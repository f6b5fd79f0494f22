//! The patch store: one durable record per zen-token.
//!
//! Each record lives at `.git/refs/gitzen/patches/<token>` and holds the
//! last published commit hash. Because the file sits under `refs/`, it is
//! simultaneously a real git ref — `refs/gitzen/patches/<token>` — which the
//! branch publisher uses as a cherry-pick source that survives the local
//! branch moving on.

use crate::{
    constants::PATCH_REF_NAMESPACE,
    errors::ZenResult,
    types::{CommitHash, GitBranchName, GitRootDir, ZenToken},
};
use std::path::PathBuf;

/// A durable record mapping a zen-token to the last hash published for it.
#[derive(Debug, Clone, PartialEq, Eq)]
pub struct GitPatch {
    /// The durable identifier.
    pub zen_token: ZenToken,
    /// The hash last published for the token.
    pub hash: CommitHash,
}

impl GitPatch {
    /// Creates a new [GitPatch].
    pub fn new(zen_token: ZenToken, hash: CommitHash) -> Self {
        Self { zen_token, hash }
    }
}

/// The directory holding the patch records.
fn patches_dir(root_dir: &GitRootDir) -> PathBuf {
    let mut path = PathBuf::from(root_dir.as_str());
    path.push(".git");
    for part in PATCH_REF_NAMESPACE.split('/') {
        path.push(part);
    }
    path
}

/// The record file for `zen_token`.
fn patch_file(root_dir: &GitRootDir, zen_token: &ZenToken) -> PathBuf {
    patches_dir(root_dir).join(zen_token.as_str())
}

/// The git ref backed by the record file, usable as a cherry-pick source.
pub fn patch_ref(zen_token: &ZenToken) -> GitBranchName {
    GitBranchName::new(format!("{PATCH_REF_NAMESPACE}/{zen_token}"))
}

/// Persists the record, creating the metadata namespace on first use.
/// Failure is fatal for the run: the engine cannot safely proceed without a
/// durable publish marker.
pub fn write(root_dir: &GitRootDir, patch: &GitPatch) -> ZenResult<()> {
    std::fs::create_dir_all(patches_dir(root_dir))?;
    std::fs::write(
        patch_file(root_dir, &patch.zen_token),
        format!("{}\n", patch.hash),
    )?;
    tracing::debug!(token = %patch.zen_token, hash = %patch.hash, "wrote patch record");
    Ok(())
}

/// Reads the last published hash for `zen_token`, or [None] when the token
/// has never been published.
pub fn read(root_dir: &GitRootDir, zen_token: &ZenToken) -> Option<CommitHash> {
    let contents = std::fs::read_to_string(patch_file(root_dir, zen_token)).ok()?;
    let hash = contents.trim();
    (!hash.is_empty()).then(|| CommitHash::new(hash))
}

/// Removes the record for `zen_token`. Called when a commit/PR pairing is
/// pruned from the stack; missing records are fine.
pub fn delete(root_dir: &GitRootDir, zen_token: &ZenToken) -> ZenResult<()> {
    let path = patch_file(root_dir, zen_token);
    if path.exists() {
        std::fs::remove_file(path)?;
        tracing::debug!(token = %zen_token, "deleted patch record");
    }
    Ok(())
}

/// A patch is outdated iff no record exists for its token or the recorded
/// hash differs from the current commit's hash.
pub fn is_outdated(root_dir: &GitRootDir, zen_token: &ZenToken, hash: &CommitHash) -> bool {
    match read(root_dir, zen_token) {
        Some(recorded) => recorded != *hash,
        None => true,
    }
}

#[cfg(test)]
mod test {
    use super::*;

    fn scratch_root() -> (tempfile::TempDir, GitRootDir) {
        let dir = tempfile::tempdir().unwrap();
        let root = GitRootDir::new(dir.path().display().to_string());
        (dir, root)
    }

    #[test]
    fn write_then_read_round_trips() {
        let (_dir, root) = scratch_root();
        let patch = GitPatch::new(ZenToken::new("cafe0123"), CommitHash::new("a1b2c3"));
        write(&root, &patch).unwrap();
        assert_eq!(
            read(&root, &patch.zen_token),
            Some(CommitHash::new("a1b2c3"))
        );
    }

    #[test]
    fn unknown_token_reads_as_absent_and_outdated() {
        let (_dir, root) = scratch_root();
        let token = ZenToken::new("cafe0123");
        assert_eq!(read(&root, &token), None);
        assert!(is_outdated(&root, &token, &CommitHash::new("a1b2c3")));
    }

    #[test]
    fn outdated_exactly_when_hash_changed() {
        let (_dir, root) = scratch_root();
        let token = ZenToken::new("cafe0123");
        write(&root, &GitPatch::new(token.clone(), CommitHash::new("a1b2c3"))).unwrap();
        assert!(!is_outdated(&root, &token, &CommitHash::new("a1b2c3")));
        assert!(is_outdated(&root, &token, &CommitHash::new("d4e5f6")));
    }

    #[test]
    fn delete_removes_the_record_and_is_idempotent() {
        let (_dir, root) = scratch_root();
        let token = ZenToken::new("cafe0123");
        write(&root, &GitPatch::new(token.clone(), CommitHash::new("a1b2c3"))).unwrap();
        delete(&root, &token).unwrap();
        assert_eq!(read(&root, &token), None);
        delete(&root, &token).unwrap();
    }

    #[test]
    fn record_file_doubles_as_the_git_ref() {
        let (dir, root) = scratch_root();
        let token = ZenToken::new("cafe0123");
        write(&root, &GitPatch::new(token.clone(), CommitHash::new("a1b2c3"))).unwrap();
        let ref_path = dir
            .path()
            .join(".git")
            .join("refs")
            .join("gitzen")
            .join("patches")
            .join("cafe0123");
        assert!(ref_path.is_file());
    }

    #[test]
    fn patch_ref_is_under_the_refs_namespace() {
        assert_eq!(
            patch_ref(&ZenToken::new("cafe0123")),
            GitBranchName::new("refs/gitzen/patches/cafe0123")
        );
    }
}
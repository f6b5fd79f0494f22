//! `hook` subcommand, the target of the installed commit-msg hook.

use crate::{constants::ZEN_TOKEN_TRAILER, errors::ZenResult, token};
use clap::Args;
use std::path::PathBuf;

/// CLI arguments for the `hook` subcommand.
#[derive(Debug, Clone, Eq, PartialEq, Args)]
pub struct HookArgs {
    /// The message file handed over by git.
    pub file: PathBuf,
}

impl HookArgs {
    /// Runs the `hook` subcommand. For a commit message, stamps a fresh
    /// zen-token trailer unless one is already present. For a rebase todo
    /// list, turns every `pick` into `reword` so the commit-msg hook runs
    /// again for each replayed commit.
    pub fn run(self) -> ZenResult<()> {
        let contents = std::fs::read_to_string(&self.file)?;
        let rewritten = if is_rebase_todo(&self.file) {
            reword_picks(&contents)
        } else {
            stamp_token(&contents, &token::fresh())
        };
        if rewritten != contents {
            std::fs::write(&self.file, rewritten)?;
        }
        Ok(())
    }
}

fn is_rebase_todo(file: &std::path::Path) -> bool {
    file.file_name()
        .map(|name| name == "git-rebase-todo")
        .unwrap_or(false)
}

/// Appends a zen-token trailer after a separating blank line, unless the
/// message already carries one.
fn stamp_token(message: &str, fresh: &crate::types::ZenToken) -> String {
    if token::find_in_body(message).is_some() {
        return message.to_owned();
    }
    format!("{}\n\n{ZEN_TOKEN_TRAILER}{fresh}\n", message.trim_end())
}

fn reword_picks(todo: &str) -> String {
    let mut lines: Vec<String> = todo
        .lines()
        .map(|line| match line.strip_prefix("pick ") {
            Some(rest) => format!("reword {rest}"),
            None => line.to_owned(),
        })
        .collect();
    lines.push(String::new());
    lines.join("\n")
}
//! `status` subcommand.

use crate::{
    config::Config,
    errors::ZenResult,
    git::{self, GitEnv, RealGitEnv},
    github::GithubEnv,
    push,
};
use clap::Args;
use nu_ansi_term::Color;

/// CLI arguments for the `status` subcommand.
#[derive(Debug, Clone, Eq, PartialEq, Args)]
pub struct StatusArgs;

impl StatusArgs {
    /// Runs the `status` subcommand.
    pub async fn run(self, repository: &git2::Repository, config: &Config) -> ZenResult<()> {
        let git_env = RealGitEnv;
        let github_env = super::github_env(repository, config)?;
        print_status(&git_env, &github_env, config).await
    }
}

/// Prints one line per tracked pull request, bottom of the stack first.
pub(super) async fn print_status(
    git_env: &impl GitEnv,
    github_env: &impl GithubEnv,
    config: &Config,
) -> ZenResult<()> {
    let local_branch = git::current_branch(git_env)?;
    let (_info, stack) = push::prepare_stack(git_env, github_env, config, &local_branch).await?;
    let tracked: Vec<_> = stack
        .iter()
        .filter_map(|entry| entry.pull_request.as_ref())
        .collect();
    if tracked.is_empty() {
        println!("Stack is empty - no PRs found");
        return Ok(());
    }
    for pull_request in tracked {
        println!(
            "{} - {} - {}",
            Color::Cyan.paint(format!("PR-{}", pull_request.number)),
            pull_request.mergeable,
            pull_request.title
        );
    }
    Ok(())
}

# TASK
Only those lines of the entries above that run from the line containing "assert!(ref_path.is_file());" to the line containing "installed commit-msg hook.", both included, should be transcribed exactly.

# TASK SOLUTION
        assert!(ref_path.is_file());
    }

    #[test]
    fn patch_ref_is_under_the_refs_namespace() {
        assert_eq!(
            patch_ref(&ZenToken::new("cafe0123")),
            GitBranchName::new("refs/gitzen/patches/cafe0123")
        );
    }
}
repository f6b5fd79f0494f22
//! `hook` subcommand, the target of the installed commit-msg hook.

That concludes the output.